Data entries:
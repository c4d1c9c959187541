//! Trust WEDO Common Library
//!
//! CLIとWeb(WASM)で共有される型とクライアントロジック

pub mod api;
pub mod chart;
pub mod error;
pub mod i18n;
pub mod poller;
pub mod prefs;
pub mod report;
pub mod routes;
pub mod session;
pub mod types;

pub use api::{ApiEndpoints, CreateScanRequest, DEFAULT_API_URL};
pub use error::{Error, Result};
pub use i18n::{t, Language, Theme};
pub use poller::{
    poll_until_terminal, CancelToken, Generation, JobStatusSource, PollOutcome, PollPolicy, ProgressPhase,
};
pub use prefs::{PreferenceStore, Preferences};
pub use routes::AppRoute;
pub use session::{AuthEndpoints, AuthOutcome, PasswordCredentials, Session};
pub use types::{DimensionAggregate, DimensionScore, QuickWin, Report, ScanJob, ScanStatus};
//! エラー型定義

use thiserror::Error;

/// 共通エラー型
#[derive(Error, Debug)]
pub enum Error {
    #[error("IO error: {0}")]
    Io(#[from] std::io::Error),

    #[error("JSON error: {0}")]
    Json(#[from] serde_json::Error),

    #[error("Config error: {0}")]
    Config(String),

    #[error("Invalid URL: {0}")]
    InvalidUrl(String),

    #[error("Invalid input: {0}")]
    InvalidInput(String),

    /// APIが非2xxを返した（`detail`があればそれをメッセージにする）
    #[error("API error (HTTP {status}): {message}")]
    Api { status: u16, message: String },

    #[error("Transport error: {0}")]
    Transport(String),

    #[error("Session expired")]
    SessionExpired,
}

impl Error {
    /// 画面表示用のメッセージ
    ///
    /// API エラーはバックエンドの文言をそのまま見せる
    pub fn user_message(&self) -> String {
        match self {
            Error::Api { message, .. } => message.clone(),
            other => other.to_string(),
        }
    }

    /// 通信レベルの失敗か（ポーリングの再試行対象）
    pub fn is_transport(&self) -> bool {
        matches!(self, Error::Transport(_))
    }
}

/// Result型エイリアス
pub type Result<T> = std::result::Result<T, Error>;

#[cfg(test)]
mod tests {
    use super::*;

    #[test]
    fn test_error_display_io() {
        let io_error = std::io::Error::new(std::io::ErrorKind::NotFound, "file not found");
        let error = Error::Io(io_error);
        let display = format!("{}", error);
        assert!(display.contains("IO error"));
        assert!(display.contains("file not found"));
    }

    #[test]
    fn test_error_display_api() {
        let error = Error::Api { status: 404, message: "Scan job not found".to_string() };
        assert_eq!(format!("{}", error), "API error (HTTP 404): Scan job not found");
        assert_eq!(error.user_message(), "Scan job not found");
    }

    #[test]
    fn test_error_display_session() {
        assert_eq!(Error::SessionExpired.to_string(), "Session expired");
        assert_eq!(Error::SessionExpired.user_message(), "Session expired");
    }

    #[test]
    fn test_error_from_json() {
        let json_error = serde_json::from_str::<serde_json::Value>("{").unwrap_err();
        let error: Error = json_error.into();
        assert!(matches!(error, Error::Json(_)));
        assert!(!error.is_transport());
    }

    #[test]
    fn test_transport_is_retryable() {
        let error = Error::Transport("connection refused".to_string());
        assert!(error.is_transport());
    }
}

> _Task to complete_
Among the records, find every line with the word "types" and copy it.

> _Task response_
pub mod types;
pub use types::{DimensionAggregate, DimensionScore, QuickWin, Report, ScanJob, ScanStatus};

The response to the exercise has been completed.